Dal 2001 la ong sta lavorando nel Paese su tre progetti di “agricoltura 2.0” nei distretti di Beitbridge e Mwenzi, etichettati entrambi come “area 5”, ovvero aree non adatte alla coltivazione. Coinvolte 12 comunità, con almeno 1.500 famiglie e 17 scuole

di Sara De Carli

Ogni due ore le centraline meteo — quattro, ciascuna con un raggio di copertura di 25 km — registrano temperatura, precipitazioni, forza e direzione del vento. Dei sensori misurano l’umidità del terreno fino a 50 cm di profondità, con letture ogni 10 cm. «Combinando tutti i dati, ad esempio l’umidità reale del terreno e le previsioni meteorologiche, si può decidere di “saltare” un ciclo di irrigazione, evitando costi e sprechi di acqua, senza mettere a rischio la qualità del raccolto», spiega Loris Palentini, head of mission di Cesvi in Zimbabwe, «mentre la possibilità di prevedere la direzione del vento permette ai contadini di non essere impreparati dinanzi all’arrivo di parassiti».

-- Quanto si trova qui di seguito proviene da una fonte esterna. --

//! Headless mode: one sampling pass, then straight to deep sleep.

use core::sync::atomic::AtomicU32;

use super::mock_board::{BoardCall, CaptureLink, MockBoard, RecordingSink, Rig, temp_log};

use levelsense::app::events::AppEvent;
use levelsense::app::service::DeviceService;
use levelsense::config::{DeviceSettings, RunMode};
use levelsense::drivers::button::ButtonId;
use levelsense::error::SensorError;
use levelsense::fsm::StateId;
use levelsense::link::{MessageType, NullTransport};
use levelsense::logstore::LOG_SIZE_LIMIT;
use levelsense::power::{BootCounter, SleepAction, WakeReason};

fn headless() -> DeviceSettings {
    DeviceSettings {
        run_mode: RunMode::Headless,
        deep_sleep_wakeup_secs: 1800,
        ..DeviceSettings::default()
    }
}

#[test]
fn one_pass_then_deep_sleep_with_no_periodic_tasks() {
    let mut rig = Rig::boot(
        headless(),
        WakeReason::Timer,
        temp_log("hl-pass", LOG_SIZE_LIMIT),
    );

    assert_eq!(rig.svc.scheduler().registered_count(), 0);
    assert_eq!(rig.svc.state(), StateId::IdlePolling);
    assert!(rig.link.frames.is_empty());

    rig.poll_at(0);
    assert_eq!(rig.svc.state(), StateId::DeepSleepPending);
    assert_eq!(rig.link.messages_of(MessageType::SensorInfo).len(), 2);
    assert_eq!(rig.svc.next_sleep_action(), SleepAction::DeepSleep);

    rig.enter_deep_sleep().unwrap();
    let ext = rig.hw.calls.iter().position(|c| matches!(c, BoardCall::ArmExternal { .. }));
    let timer = rig.hw.position(&BoardCall::ArmTimer(1800));
    let halt = rig.hw.position(&BoardCall::DeepSleep);
    assert!(ext.is_some() && timer.is_some());
    assert!(ext < halt && timer < halt);

    assert_eq!(rig.hw.count(&BoardCall::PowerOn), 0);
    assert_eq!(rig.svc.scheduler().registered_count(), 0);
}

#[test]
fn buttons_are_ignored() {
    let mut rig = Rig::boot(
        headless(),
        WakeReason::ExternalSignal,
        temp_log("hl-buttons", LOG_SIZE_LIMIT),
    );
    rig.hw.pressed = Some(ButtonId::Right);
    rig.poll_at(0);
    rig.poll_at(100);
    rig.hw.pressed = None;
    rig.poll_at(500);

    assert!(!rig.sink.events.iter().any(|e| matches!(e, AppEvent::Command(_))));
    assert_eq!(rig.hw.count(&BoardCall::PowerOn), 0);
    assert!(rig.hw.renders().is_empty());
}

#[test]
fn failed_read_sends_nothing_for_that_sensor() {
    let mut hw = MockBoard::new(WakeReason::Timer);
    hw.battery = Err(SensorError::OutOfRange);
    let mut rig = Rig::boot_with(
        headless(),
        hw,
        CaptureLink::default(),
        temp_log("hl-fail", LOG_SIZE_LIMIT),
    );
    rig.poll_at(0);

    assert_eq!(
        rig.link.messages_of(MessageType::SensorInfo),
        vec![r#"{"idx":8,"nvalue":0}"#.to_string()]
    );
    assert_eq!(rig.svc.state(), StateId::DeepSleepPending);
    assert!(rig.svc.battery().value().current().is_none());
}

#[test]
fn full_log_is_drained_over_the_link_before_sleep() {
    let log = temp_log("hl-drain", 20);
    log.append("0123456789abcdefghi").unwrap();
    assert!(log.is_full());

    let mut rig = Rig::boot(headless(), WakeReason::Timer, log);
    rig.poll_at(0);
    rig.enter_deep_sleep().unwrap();

    assert!(rig.sink.contains(&AppEvent::LogRotated { drained: true }));
    assert_eq!(
        rig.link.messages_of(MessageType::Log),
        vec!["0123456789abcdefghi\n".to_string()]
    );
    assert_eq!(rig.svc.log().size(), 0);
}

#[test]
fn full_log_is_reset_when_the_link_refuses() {
    let log = temp_log("hl-reset", 20);
    log.append("0123456789abcdefghi").unwrap();

    let link = CaptureLink {
        reject: true,
        ..CaptureLink::default()
    };
    let mut rig = Rig::boot_with(headless(), MockBoard::new(WakeReason::Timer), link, log);
    rig.poll_at(0);
    assert!(rig.sink.contains(&AppEvent::SendFailed {
        kind: MessageType::SensorInfo
    }));

    rig.enter_deep_sleep().unwrap();
    assert!(rig.sink.contains(&AppEvent::LogRotated { drained: false }));
    assert_eq!(rig.svc.log().size(), 0);
    assert_eq!(rig.hw.count(&BoardCall::DeepSleep), 1);
}

#[test]
fn full_log_is_kept_while_the_link_is_offline() {
    let log = temp_log("hl-offline", 20);
    log.append("0123456789abcdefghi").unwrap();
    assert!(log.is_full());

    let cell: &'static AtomicU32 = Box::leak(Box::new(AtomicU32::new(0)));
    let mut hw = MockBoard::new(WakeReason::Timer);
    let mut link = NullTransport;
    let mut sink = RecordingSink::default();
    let mut svc = DeviceService::new(headless(), log);
    svc.boot(&BootCounter::with_cell(cell), &mut hw, &mut link, &mut sink);
    svc.poll(0, &mut hw, &mut link, &mut sink);
    svc.enter_deep_sleep(&mut hw, &mut link, &mut sink).unwrap();

    assert!(!sink.events.iter().any(|e| matches!(e, AppEvent::LogRotated { .. })));
    assert_eq!(svc.log().size(), 20);
    assert_eq!(svc.log().read_tail().unwrap(), b"0123456789abcdefghi\n");
    assert_eq!(hw.count(&BoardCall::DeepSleep), 1);
}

Dal 2001 Cesvi sta lavorando nel Paese su tre progetti di “agricoltura 2.0” nei distretti di Beitbridge e Mwenzi, etichettati entrambi come “area 5”, ovvero aree non adatte alla coltivazione. Coinvolte 12 comunità, con almeno 1.500 famiglie e 17 scuole che già hanno avviato la coltivazione di un piccolo appezzamento di terreno con tecnologie più evolute. «In queste zone le famiglie vivevano di sussistenza, oggi cominciano a vendere i loro prodotti: nella zona di Shashe, dove abbiamo un aranceto, ognuno dei 270 contadini ha avuto in un anno un ritorno di 520 dollari, molti stanno iniziando ad aggiungere una stanza alla casa o a comprarsi una bicicletta». Il progetto è iniziato con un finanziamento Unione Europea dal 2011 al 2016 ed è continuato con fondi privati Cesvi ed è stato esteso dal 2017 in poi con finanziamenti AICS e ZRBF.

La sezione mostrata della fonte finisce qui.